Ainda, sensibilizar significa abrir os olhos de cada pessoa que foi tomada pela cultura da indiferença com o sofrimento do outro, da sua responsabilidade que cada ser humano tem para com o outro, liberando-se do chamado pecado de Caim, que se fez indiferente diante do seu crime contra seu irmão Abel (Cf. Gn 4,9-10). É um primeiro chamado à solidariedade e partilha diante da urgência da fome. Quem tem fome, não tem tempo para explicar-se sobre sua condição, ou pensar em religião. Quem não tem o que comer todos os dias, pensa apenas em comer. Saciar a fome imediata é o primeiro gesto de dar o que comer a quem tem fome.
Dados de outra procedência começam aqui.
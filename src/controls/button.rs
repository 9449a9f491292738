//! Controls mapped to Control Change messages.

use super::debounce::{ButtonState, DebounceConfig, TouchButton};
use super::encoder::EncoderDelta;
use crate::midi::MidiEvent;

/// Touch pad sending CC value 127 on touch and 0 on release.
#[derive(Clone, Debug)]
pub struct CcTouchButton {
    button: TouchButton,
    channel: u8,
    controller: u8,
}

impl CcTouchButton {
    pub const ON_VALUE: u8 = 0x7F;
    pub const OFF_VALUE: u8 = 0x00;

    pub const fn new(config: DebounceConfig, channel: u8, controller: u8) -> Self {
        Self {
            button: TouchButton::new(config),
            channel,
            controller,
        }
    }

    pub fn invert(&mut self) {
        self.button.invert();
    }

    pub fn controller(&self) -> u8 {
        self.controller
    }

    pub fn update(&mut self, measurement: u16, now_ms: u32) -> Option<MidiEvent> {
        let value = match self.button.update(measurement, now_ms) {
            ButtonState::Falling => Self::ON_VALUE,
            ButtonState::Rising => Self::OFF_VALUE,
            ButtonState::Pressed | ButtonState::Released => return None,
        };
        Some(MidiEvent::control_change(
            self.channel,
            self.controller,
            value,
        ))
    }

    pub fn state(&self) -> ButtonState {
        self.button.state()
    }
}

/// Rotary encoder sending relative Control Change messages.
///
/// Deltas are sent in 7-bit two's complement (1 = +1, 0x7F = -1) and
/// clamped to `-64..=63` per message.
#[derive(Clone, Debug)]
pub struct CcRotaryEncoder {
    delta: EncoderDelta,
    channel: u8,
    controller: u8,
}

impl CcRotaryEncoder {
    pub const fn new(delta: EncoderDelta, channel: u8, controller: u8) -> Self {
        Self {
            delta,
            channel,
            controller,
        }
    }

    pub fn controller(&self) -> u8 {
        self.controller
    }

    /// Feed the encoder's absolute pulse count.
    pub fn update(&mut self, position: i32) -> Option<MidiEvent> {
        let delta = self.delta.update(position)?;
        Some(MidiEvent::control_change(
            self.channel,
            self.controller,
            relative_value(delta),
        ))
    }
}

/// Encode a signed delta as a 7-bit two's complement CC value.
pub const fn relative_value(delta: i32) -> u8 {
    let clamped = if delta < -64 {
        -64
    } else if delta > 63 {
        63
    } else {
        delta
    };
    (clamped as u8) & 0x7F
}

#[cfg(test)]
mod tests {
    use super::*;

    const FAST: DebounceConfig = DebounceConfig {
        debounce_ms: 5,
        threshold: 500,
    };

    #[test]
    fn touch_sends_on_then_off() {
        let mut pad = CcTouchButton::new(FAST, 2, 0x10);
        assert_eq!(pad.update(0, 0), None);
        assert_eq!(
            pad.update(900, 1),
            Some(MidiEvent::control_change(2, 0x10, 0x7F))
        );
        assert_eq!(pad.update(900, 2), None);
        assert_eq!(pad.update(900, 50), None);
        assert_eq!(
            pad.update(0, 100),
            Some(MidiEvent::control_change(2, 0x10, 0x00))
        );
        assert_eq!(pad.update(0, 101), None);
        assert_eq!(pad.state(), ButtonState::Released);
    }

    #[test]
    fn relative_values() {
        assert_eq!(relative_value(1), 0x01);
        assert_eq!(relative_value(-1), 0x7F);
        assert_eq!(relative_value(63), 0x3F);
        assert_eq!(relative_value(-64), 0x40);
        assert_eq!(relative_value(500), 0x3F);
        assert_eq!(relative_value(-500), 0x40);
    }

    #[test]
    fn encoder_sends_relative_cc() {
        let mut enc = CcRotaryEncoder::new(EncoderDelta::new(1, 4), 0, 0x14);
        assert_eq!(enc.update(2), None);
        assert_eq!(
            enc.update(8),
            Some(MidiEvent::control_change(0, 0x14, 0x02))
        );
        assert_eq!(
            enc.update(4),
            Some(MidiEvent::control_change(0, 0x14, 0x7F))
        );
    }
}
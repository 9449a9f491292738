//! Bluetooth Low Energy subsystem.
//!
//! This module drives the Nordic SoftDevice S140 in **Peripheral** role:
//!
//! 1. **Advertiser** - advertises the BLE-MIDI service until a central
//!    connects.
//! 2. **GATT server** - exposes the BLE-MIDI I/O characteristic. Writes
//!    from the central go to the receive task, packets built by the send
//!    path go out as notifications.
//! 3. **Transport** - the send path runs under a blocking mutex and cannot
//!    await, so [`QueuedTransport`] hands finished packets to the
//!    connection task through a channel. The channel only drains once the
//!    lock is released, so a SysEx transfer is refused up front when its
//!    packets do not all fit.
//!
//! Communication with other tasks is done via Embassy channels defined
//! in the crate root.

pub mod server;

use core::sync::atomic::{AtomicBool, AtomicU16, Ordering};

use blemidi::config::DEFAULT_ATT_MTU;
use blemidi::{BleError, Transport};

use crate::{Packet, TX_PACKETS};

/// ATT MTU of the current connection.
pub static NEGOTIATED_MTU: AtomicU16 = AtomicU16::new(DEFAULT_ATT_MTU);

/// The central enabled notifications on the I/O characteristic.
pub static SUBSCRIBED: AtomicBool = AtomicBool::new(false);

/// Send-path transport backed by the TX packet channel.
pub struct QueuedTransport;

impl Transport for QueuedTransport {
    fn notify(&mut self, packet: &[u8]) -> Result<(), BleError> {
        if !SUBSCRIBED.load(Ordering::Relaxed) {
            return Err(BleError::NotConnected);
        }
        let packet = Packet::from_slice(packet).map_err(|_| BleError::NotifyFailed)?;
        TX_PACKETS
            .try_send(packet)
            .map_err(|_| BleError::QueueFull)
    }

    fn negotiated_mtu(&self) -> u16 {
        NEGOTIATED_MTU.load(Ordering::Relaxed)
    }

    fn queue_space(&self) -> usize {
        TX_PACKETS.free_capacity()
    }
}
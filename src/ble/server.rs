//! BLE-MIDI GATT server, advertising and the connection lifecycle.

use core::sync::atomic::Ordering;

use blemidi::config::{
    BLE_ADV_INTERVAL, BLE_CONN_INTERVAL_MAX, BLE_CONN_INTERVAL_MIN, BLE_DEVICE_NAME,
    BLE_MIDI_SERVICE_UUID_LE, BLE_SLAVE_LATENCY, BLE_SUP_TIMEOUT, DEFAULT_ATT_MTU,
    MAX_PACKET_SIZE, MTU_POLL_MS,
};
use blemidi::{BleMidiInput, Mailbox, MidiEvent};
use defmt::{info, warn};
use embassy_futures::select::{select3, Either3};
use embassy_time::{Duration, Ticker};
use heapless::Vec;
use nrf_softdevice::ble::{gatt_server, peripheral, Connection};
use nrf_softdevice::{raw, Softdevice};

use super::{NEGOTIATED_MTU, SUBSCRIBED};
use crate::{with_output, MIDI_IN, RX_PACKETS, TX_PACKETS};

/// BLE-MIDI service with its single I/O characteristic.
///
/// Reads return an empty value; writes carry incoming packets and
/// notifications carry outgoing ones.
#[nrf_softdevice::gatt_service(uuid = "03B80E5A-EDE8-4B33-A751-6CE34EC4C700")]
pub struct MidiService {
    #[characteristic(
        uuid = "7772E5DB-3868-4112-A1A9-F2669D106BF3",
        read,
        write_without_response,
        notify
    )]
    pub io: Vec<u8, MAX_PACKET_SIZE>,
}

#[nrf_softdevice::gatt_server]
pub struct Server {
    pub midi: MidiService,
}

const ADV_DATA_LEN: usize = 3 + 2 + 16;
const SCAN_DATA_LEN: usize = 2 + BLE_DEVICE_NAME.len();

/// Flags + complete list of 128-bit service UUIDs.
static ADV_DATA: [u8; ADV_DATA_LEN] = adv_data();

/// Complete local name.
static SCAN_DATA: [u8; SCAN_DATA_LEN] = scan_data();

const fn adv_data() -> [u8; ADV_DATA_LEN] {
    let mut data = [0u8; ADV_DATA_LEN];
    data[0] = 0x02;
    data[1] = raw::BLE_GAP_AD_TYPE_FLAGS as u8;
    data[2] = raw::BLE_GAP_ADV_FLAGS_LE_ONLY_GENERAL_DISC_MODE as u8;
    data[3] = 0x11;
    data[4] = raw::BLE_GAP_AD_TYPE_128BIT_SERVICE_UUID_COMPLETE as u8;
    let mut i = 0;
    while i < BLE_MIDI_SERVICE_UUID_LE.len() {
        data[5 + i] = BLE_MIDI_SERVICE_UUID_LE[i];
        i += 1;
    }
    data
}

const fn scan_data() -> [u8; SCAN_DATA_LEN] {
    let name = BLE_DEVICE_NAME.as_bytes();
    let mut data = [0u8; SCAN_DATA_LEN];
    data[0] = (name.len() + 1) as u8;
    data[1] = raw::BLE_GAP_AD_TYPE_COMPLETE_LOCAL_NAME as u8;
    let mut i = 0;
    while i < name.len() {
        data[2 + i] = name[i];
        i += 1;
    }
    data
}

/// Advertise, serve one connection, repeat.
pub async fn ble_task(sd: &'static Softdevice, server: &'static Server) -> ! {
    let config = peripheral::Config {
        interval: BLE_ADV_INTERVAL,
        ..Default::default()
    };

    loop {
        let adv = peripheral::ConnectableAdvertisement::ScannableUndirected {
            adv_data: &ADV_DATA,
            scan_data: &SCAN_DATA,
        };
        info!("Advertising as {}", BLE_DEVICE_NAME);
        let conn = match peripheral::advertise_connectable(sd, adv, &config).await {
            Ok(conn) => conn,
            Err(e) => {
                warn!("advertising failed: {:?}", e);
                continue;
            }
        };
        info!("Central connected");

        request_conn_params(&conn);

        let ended = select3(
            gatt_server::run(&conn, server, on_server_event),
            notify_loop(server, &conn),
            mtu_watch(&conn),
        )
        .await;
        if let Either3::First(e) = ended {
            info!("Central disconnected: {:?}", e);
        }

        on_disconnect();
    }
}

/// Ask for the short connection interval BLE-MIDI wants.
fn request_conn_params(conn: &Connection) {
    let params = raw::ble_gap_conn_params_t {
        min_conn_interval: BLE_CONN_INTERVAL_MIN,
        max_conn_interval: BLE_CONN_INTERVAL_MAX,
        slave_latency: BLE_SLAVE_LATENCY,
        conn_sup_timeout: BLE_SUP_TIMEOUT,
    };
    if let Err(e) = conn.set_conn_params(params) {
        warn!("connection parameter update rejected: {:?}", e);
    }
}

fn on_server_event(event: ServerEvent) {
    match event {
        ServerEvent::Midi(MidiServiceEvent::IoWrite(packet)) => {
            // Never block the SoftDevice event path.
            if RX_PACKETS.try_send(packet).is_err() {
                warn!("BLE-MIDI RX channel full - dropping packet");
            }
        }
        ServerEvent::Midi(MidiServiceEvent::IoCccdWrite { notifications }) => {
            info!("BLE-MIDI notifications: {}", notifications);
            SUBSCRIBED.store(notifications, Ordering::Relaxed);
        }
    }
}

async fn notify_loop(server: &Server, conn: &Connection) -> ! {
    loop {
        let packet = TX_PACKETS.receive().await;
        if let Err(e) = server.midi.io_notify(conn, &packet) {
            warn!("BLE-MIDI notify failed: {:?}", e);
        }
    }
}

/// Track MTU exchanges and resize the send path.
async fn mtu_watch(conn: &Connection) -> ! {
    let mut ticker = Ticker::every(Duration::from_millis(MTU_POLL_MS));
    loop {
        let mtu = conn.att_mtu();
        if NEGOTIATED_MTU.swap(mtu, Ordering::Relaxed) != mtu {
            info!("ATT MTU is now {}", mtu);
            with_output(|out| out.update_mtu());
        }
        ticker.next().await;
    }
}

fn on_disconnect() {
    SUBSCRIBED.store(false, Ordering::Relaxed);
    NEGOTIATED_MTU.store(DEFAULT_ATT_MTU, Ordering::Relaxed);
    with_output(|out| out.on_disconnect());
    while TX_PACKETS.try_receive().is_ok() {}
}

/// Turn received packets into events for the application.
///
/// The mailbox is drained into `MIDI_IN` with an awaiting send, so a slow
/// consumer holds events back instead of losing them.
pub async fn receive_task() -> ! {
    let mut input: BleMidiInput = BleMidiInput::new();
    let mut mailbox: Mailbox<MidiEvent> = Mailbox::new();

    loop {
        let packet = RX_PACKETS.receive().await;
        if let Err(e) = input.on_write(&packet) {
            warn!("BLE-MIDI packet dropped: {}", e);
        }

        loop {
            input.pump(&mut mailbox);
            match mailbox.take() {
                Some(event) => MIDI_IN.send(event).await,
                None => break,
            }
        }
    }
}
O segundo chamado à sensibilizar a Igreja e a sociedade, é saciar a fome de justiça dos que pela fome física, já não conseguem mais gritar contra as estruturas desumanas que causam a fome. Sensibilizar significa adquiri uma nova visão sobre as causas da fome, ter uma postura ética diante do uso dos bens (rechaçando o consumismo que escraviza), mobilizando a família, os amigos, a comunidade, em vista de um engajamento de luta contra as estruturas políticas, econômicas e de desigualdade social, causadoras do flagelo da fome. Sensibilizar-se significa somar forças com entidades e organizações da sociedade que lutam por direitos para os menos favorecidos, não só por alimentos, mas por moradia, emprego, saúde, educação e cultura, etc.

Foto: Arquivo Custodial

“Dai-lhes vos mesmos de comer” (Mt 14,16) é uma convocação à conversão pessoal, comunitária, religiosa, política, econômica, etc. tendo em vista a realização do sonho de Deus para a humanidade, expressão na obra perfeita da criação, e que diante da queda da mesma, frente ao pecado da indiferença, o Papa Francisco retoma em sua Carta Encíclica Fratelli Tutti: “perante as varias formas atuais de eliminar ou ignorar os outros, sejamos capazes de reagir com um novo sonho de fraternidade e amizade social que não se limite a palavras.” (Ft 6).